• Exercise brief:
Whenever "after" occurs in a line of the material, list that line.

::::::::::

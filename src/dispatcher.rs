// src/dispatcher.rs

//! Outbound half of a correlated operation
//!
//! Registration happens under the state lock; publishing happens after the
//! lock is released so a synchronous bus may deliver the response before
//! `send` returns.

use chrono::Utc;
use serde_json::{Map, Value};

use crate::bus::BusMessage;
use crate::config::CoordinationConfig;
use crate::correlation::{new_correlation_id, CorrelationId};
use crate::error::{Error, Result};
use crate::lifecycle::FailureReason;
use crate::reconcile::fail_pending;
use crate::registry::PendingRequest;
use crate::state::{CorrelationState, Settlement};
use crate::types::RequestKind;

#[derive(Debug, Clone, PartialEq)]
pub struct DispatchRequest {
    pub kind: RequestKind,
    pub payload: Value,
    pub recipient: String,
    /// Overrides the kind's default placeholder behaviour
    pub placeholder: Option<bool>,
    /// Renderable stub; derived from the payload when absent
    pub stub: Option<Value>,
    pub sender: Option<String>,
}

impl DispatchRequest {
    pub fn new(kind: RequestKind, payload: Value, recipient: impl Into<String>) -> Self {
        Self {
            kind,
            payload,
            recipient: recipient.into(),
            placeholder: None,
            stub: None,
            sender: None,
        }
    }

    pub fn with_placeholder(mut self, show: bool) -> Self {
        self.placeholder = Some(show);
        self
    }

    pub fn with_stub(mut self, stub: Value) -> Self {
        self.placeholder = Some(true);
        self.stub = Some(stub);
        self
    }

    pub fn with_sender(mut self, sender: impl Into<String>) -> Self {
        self.sender = Some(sender.into());
        self
    }

    pub fn shows_placeholder(&self) -> bool {
        self.placeholder
            .unwrap_or_else(|| self.kind.shows_placeholder())
    }
}

/// Registers the operation and builds the message to publish
pub fn register(
    state: &mut CorrelationState,
    config: &CoordinationConfig,
    request: DispatchRequest,
) -> Result<(CorrelationId, BusMessage)> {
    if request.recipient.trim().is_empty() {
        return Err(Error::validation("recipient", "dispatch requires a recipient"));
    }

    let correlation_id = new_correlation_id(request.kind.id_prefix());

    let placeholder_id = if request.shows_placeholder() {
        let stub = request
            .stub
            .clone()
            .unwrap_or_else(|| placeholder_stub(&request.payload));
        Some(
            state
                .placeholders
                .create(correlation_id.clone(), request.kind.clone(), stub),
        )
    } else {
        None
    };

    let pending = PendingRequest::new(
        correlation_id.clone(),
        request.kind.clone(),
        request.recipient.clone(),
        placeholder_id,
    );
    if let Err(e) = state.registry.insert(pending) {
        state.placeholders.remove(&correlation_id);
        return Err(e);
    }
    state.lifecycle.begin(correlation_id.clone());
    state.stats.dispatched += 1;

    let sender = request
        .sender
        .unwrap_or_else(|| config.default_sender.clone());
    let message = BusMessage::new(
        request.kind.wire_type(),
        with_correlation_context(request.payload, &correlation_id),
    )
    .with_recipient(request.recipient)
    .with_correlation_id(correlation_id.clone())
    .with_sender(sender);

    tracing::debug!(
        %correlation_id,
        kind = %request.kind,
        recipient = ?message.recipient,
        "Registered dispatch"
    );
    Ok((correlation_id, message))
}

/// Undoes `register` after the bus refused the message
pub fn rollback(
    state: &mut CorrelationState,
    correlation_id: &CorrelationId,
    error: &Error,
) -> Option<Settlement> {
    let settlement = fail_pending(
        state,
        correlation_id,
        FailureReason::Transport,
        error.message.clone(),
    );
    if settlement.is_none() {
        // a re-entrant reply already settled the operation
        tracing::debug!(%correlation_id, "Nothing to roll back after publish failure");
    }
    settlement
}

/// Injects `context.correlationId` into object payloads
pub fn with_correlation_context(payload: Value, correlation_id: &CorrelationId) -> Value {
    let Value::Object(mut object) = payload else {
        return payload;
    };

    let context = object
        .entry("context")
        .or_insert_with(|| Value::Object(Map::new()));
    if context.is_null() {
        *context = Value::Object(Map::new());
    }
    match context {
        Value::Object(context) => {
            context.insert(
                "correlationId".to_string(),
                Value::String(correlation_id.to_string()),
            );
        }
        _ => {
            tracing::debug!(%correlation_id, "Payload context is not an object; left as is");
        }
    }
    Value::Object(object)
}

fn placeholder_stub(payload: &Value) -> Value {
    let mut stub = match payload {
        Value::Object(object) => object.clone(),
        other => {
            let mut object = Map::new();
            object.insert("value".to_string(), other.clone());
            object
        }
    };
    stub.remove("context");
    stub.entry("timestamp")
        .or_insert_with(|| Value::String(Utc::now().to_rfc3339()));
    stub.insert("isTemporary".to_string(), Value::Bool(true));
    Value::Object(stub)
}

#[cfg(test)]
mod tests {
    use super::*;
    use crate::lifecycle::OperationPhase;
    use serde_json::json;

    #[test]
    fn test_register_user_message() {
        let config = CoordinationConfig::default();
        let mut state = CorrelationState::new(&config);

        let request = DispatchRequest::new(
            RequestKind::UserMessage,
            json!({"message": "hi", "context": {"page": "chat"}}),
            "input",
        );
        let (id, message) = register(&mut state, &config, request).unwrap();

        assert!(id.as_str().starts_with("req-"));
        assert_eq!(message.message_type, "user_input");
        assert_eq!(message.payload["context"]["correlationId"], id.as_str());
        assert_eq!(message.payload["context"]["page"], "chat");
        assert_eq!(message.sender.as_deref(), Some("ui"));

        let placeholder = state.placeholders.get(&id).unwrap();
        assert_eq!(placeholder.stub["message"], "hi");
        assert_eq!(placeholder.stub["isTemporary"], true);
        assert!(placeholder.stub.get("context").is_none());
        assert_eq!(
            state.registry.get(&id).unwrap().placeholder_id.as_ref(),
            Some(&placeholder.id)
        );
        assert_eq!(state.lifecycle.phase(&id), Some(OperationPhase::Dispatched));
    }

    #[test]
    fn test_placeholder_override() {
        let config = CoordinationConfig::default();
        let mut state = CorrelationState::new(&config);

        let quiet = DispatchRequest::new(RequestKind::UserMessage, json!({}), "input")
            .with_placeholder(false);
        let (quiet_id, _) = register(&mut state, &config, quiet).unwrap();
        assert!(!state.placeholders.contains(&quiet_id));

        let loud = DispatchRequest::new(RequestKind::RuneInstall, json!({"rune": "r"}), "runes")
            .with_stub(json!({"name": "Installing"}));
        let (loud_id, message) = register(&mut state, &config, loud).unwrap();
        assert_eq!(state.placeholders.get(&loud_id).unwrap().stub["name"], "Installing");
        assert_eq!(message.message_type, "install_rune");
    }

    #[test]
    fn test_rollback_removes_everything() {
        let config = CoordinationConfig::default();
        let mut state = CorrelationState::new(&config);
        let request = DispatchRequest::new(RequestKind::UserMessage, json!({"message": "x"}), "input");
        let (id, _) = register(&mut state, &config, request).unwrap();

        let error = Error::transport(Some("input".into()), "no route");
        let settlement = rollback(&mut state, &id, &error).unwrap();
        assert_eq!(
            settlement.resolution.failure_reason(),
            Some(FailureReason::Transport)
        );
        assert!(state.is_untracked(&id));
        assert_eq!(state.stats.transport_failures, 1);
        assert!(rollback(&mut state, &id, &error).is_none());
    }

    #[test]
    fn test_empty_recipient_rejected() {
        let config = CoordinationConfig::default();
        let mut state = CorrelationState::new(&config);
        let request = DispatchRequest::new(RequestKind::GitSync, json!({}), " ");
        assert!(register(&mut state, &config, request).is_err());
        assert!(state.registry.is_empty());
    }

    #[test]
    fn test_non_object_payloads_pass_through() {
        let id = CorrelationId::from("c");
        assert_eq!(with_correlation_context(json!("raw"), &id), json!("raw"));
        assert_eq!(
            with_correlation_context(json!({"context": null}), &id),
            json!({"context": {"correlationId": "c"}})
        );
        assert_eq!(
            with_correlation_context(json!({"context": 5}), &id),
            json!({"context": 5})
        );
    }
}
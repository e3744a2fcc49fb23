// src/error.rs - Error handling for the coordination layer

use chrono::{DateTime, Utc};
use serde::{Deserialize, Serialize};
use std::fmt;
use uuid::Uuid;

use crate::correlation::CorrelationId;

pub type Result<T> = std::result::Result<T, Error>;

#[derive(Debug, Clone, Copy, PartialEq, Eq, PartialOrd, Ord, Serialize, Deserialize)]
pub enum ErrorSeverity {
    Low,
    Medium,
    High,
    Critical,
}

impl fmt::Display for ErrorSeverity {
    fn fmt(&self, f: &mut fmt::Formatter<'_>) -> fmt::Result {
        match self {
            Self::Low => write!(f, "LOW"),
            Self::Medium => write!(f, "MEDIUM"),
            Self::High => write!(f, "HIGH"),
            Self::Critical => write!(f, "CRITICAL"),
        }
    }
}

#[derive(Debug, Clone, PartialEq, Eq, Serialize, Deserialize)]
pub enum ErrorKind {
    Configuration {
        key: Option<String>,
        validation_errors: Vec<String>,
    },
    Manager {
        manager_name: String,
        operation: ManagerOperation,
    },
    Event {
        event_type: Option<String>,
        subscription_id: Option<Uuid>,
        operation: EventOperation,
    },
    /// The bus refused or could not deliver an outbound message.
    Transport {
        recipient: Option<String>,
    },
    /// The backend answered with `success: false`.
    Backend {
        recipient: Option<String>,
    },
    /// An inbound event referenced a correlation ID with no pending state.
    StaleEvent,
    Validation {
        field: Option<String>,
        rules: Vec<String>,
    },
    Io,
    Serialization,
    Timeout,
    Cancelled,
}

#[derive(Debug, Clone, PartialEq, Eq, Serialize, Deserialize)]
pub enum ManagerOperation {
    Initialize,
    Shutdown,
    Configure,
    Operation(String),
}

#[derive(Debug, Clone, PartialEq, Eq, Serialize, Deserialize)]
pub enum EventOperation {
    Publish,
    Subscribe,
    Unsubscribe,
    Process,
}

#[derive(Debug, Clone, Serialize, Deserialize)]
pub struct Error {
    pub id: Uuid,
    pub kind: ErrorKind,
    pub message: String,
    pub severity: ErrorSeverity,
    pub source: String,
    pub correlation_id: Option<CorrelationId>,
    pub timestamp: DateTime<Utc>,
    pub metadata: crate::types::Metadata,
    pub causes: Vec<String>,
}

impl Error {
    /// Creates a new error with the specified kind and message
    pub fn new(kind: ErrorKind, message: impl Into<String>) -> Self {
        Self {
            id: Uuid::new_v4(),
            kind,
            message: message.into(),
            severity: ErrorSeverity::Medium,
            source: "unknown".to_string(),
            correlation_id: None,
            timestamp: Utc::now(),
            metadata: std::collections::HashMap::new(),
            causes: Vec::new(),
        }
    }

    pub fn severity(mut self, severity: ErrorSeverity) -> Self {
        self.severity = severity;
        self
    }

    pub fn source(mut self, source: impl Into<String>) -> Self {
        self.source = source.into();
        self
    }

    pub fn correlation_id(mut self, correlation_id: CorrelationId) -> Self {
        self.correlation_id = Some(correlation_id);
        self
    }

    pub fn metadata(mut self, key: impl Into<String>, value: serde_json::Value) -> Self {
        self.metadata.insert(key.into(), value);
        self
    }

    /// Adds a cause to the error chain
    pub fn caused_by(mut self, cause: impl fmt::Display) -> Self {
        self.causes.push(cause.to_string());
        self
    }

    pub fn is_critical(&self) -> bool {
        matches!(self.severity, ErrorSeverity::Critical)
    }

    pub fn config(message: impl Into<String>) -> Self {
        Self::new(
            ErrorKind::Configuration {
                key: None,
                validation_errors: Vec::new(),
            },
            message,
        )
        .severity(ErrorSeverity::High)
    }

    pub fn config_key(
        key: impl Into<String>,
        validation_errors: Vec<String>,
        message: impl Into<String>,
    ) -> Self {
        Self::new(
            ErrorKind::Configuration {
                key: Some(key.into()),
                validation_errors,
            },
            message,
        )
        .severity(ErrorSeverity::High)
    }

    pub fn manager(
        manager_name: impl Into<String>,
        operation: ManagerOperation,
        message: impl Into<String>,
    ) -> Self {
        Self::new(
            ErrorKind::Manager {
                manager_name: manager_name.into(),
                operation,
            },
            message,
        )
        .severity(ErrorSeverity::High)
    }

    pub fn event(
        event_type: Option<String>,
        operation: EventOperation,
        message: impl Into<String>,
    ) -> Self {
        Self::new(
            ErrorKind::Event {
                event_type,
                subscription_id: None,
                operation,
            },
            message,
        )
    }

    /// Creates a transport error (bus unavailable, no route for recipient)
    pub fn transport(recipient: Option<String>, message: impl Into<String>) -> Self {
        Self::new(ErrorKind::Transport { recipient }, message)
            .severity(ErrorSeverity::High)
            .source("bus")
    }

    /// Creates a backend error from a failed direct response
    pub fn backend(recipient: Option<String>, message: impl Into<String>) -> Self {
        Self::new(ErrorKind::Backend { recipient }, message).source("backend")
    }

    pub fn stale_event(correlation_id: CorrelationId) -> Self {
        Self::new(
            ErrorKind::StaleEvent,
            format!("no pending state for correlation id {}", correlation_id),
        )
        .severity(ErrorSeverity::Low)
        .correlation_id(correlation_id)
    }

    pub fn validation(field: impl Into<String>, message: impl Into<String>) -> Self {
        Self::new(
            ErrorKind::Validation {
                field: Some(field.into()),
                rules: Vec::new(),
            },
            message,
        )
    }

    pub fn timeout(message: impl Into<String>) -> Self {
        Self::new(ErrorKind::Timeout, message)
    }

    pub fn cancelled(message: impl Into<String>) -> Self {
        Self::new(ErrorKind::Cancelled, message).severity(ErrorSeverity::Low)
    }
}

impl fmt::Display for Error {
    fn fmt(&self, f: &mut fmt::Formatter<'_>) -> fmt::Result {
        match &self.correlation_id {
            Some(correlation_id) => write!(
                f,
                "[{}] {} ({}): {}",
                self.severity, self.source, correlation_id, self.message
            ),
            None => write!(f, "[{}] {}: {}", self.severity, self.source, self.message),
        }
    }
}

impl std::error::Error for Error {}

impl From<std::io::Error> for Error {
    fn from(err: std::io::Error) -> Self {
        Error::new(ErrorKind::Io, err.to_string())
            .source("std::io::Error")
            .severity(ErrorSeverity::High)
    }
}

impl From<serde_json::Error> for Error {
    fn from(err: serde_json::Error) -> Self {
        Error::new(ErrorKind::Serialization, err.to_string()).source("serde_json")
    }
}

/// Extension trait for Results to add context
pub trait ResultExt<T> {
    fn with_context<F>(self, f: F) -> Result<T>
    where
        F: FnOnce() -> String;

    fn with_source(self, source: impl Into<String>) -> Result<T>;

    fn with_correlation(self, correlation_id: &CorrelationId) -> Result<T>;
}

impl<T, E> ResultExt<T> for std::result::Result<T, E>
where
    E: std::error::Error + Send + Sync + 'static,
{
    fn with_context<F>(self, f: F) -> Result<T>
    where
        F: FnOnce() -> String,
    {
        self.map_err(|e| Error::new(ErrorKind::Io, f()).caused_by(e))
    }

    fn with_source(self, source: impl Into<String>) -> Result<T> {
        self.map_err(|e| {
            Error::new(ErrorKind::Io, e.to_string())
                .source(source)
                .caused_by(e)
        })
    }

    fn with_correlation(self, correlation_id: &CorrelationId) -> Result<T> {
        self.map_err(|e| {
            Error::new(ErrorKind::Serialization, e.to_string())
                .correlation_id(correlation_id.clone())
                .caused_by(e)
        })
    }
}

::::::::::

• Reply:
//! Registration happens under the state lock; publishing happens after the
/// Undoes `register` after the bus refused the message
        tracing::debug!(%correlation_id, "Nothing to roll back after publish failure");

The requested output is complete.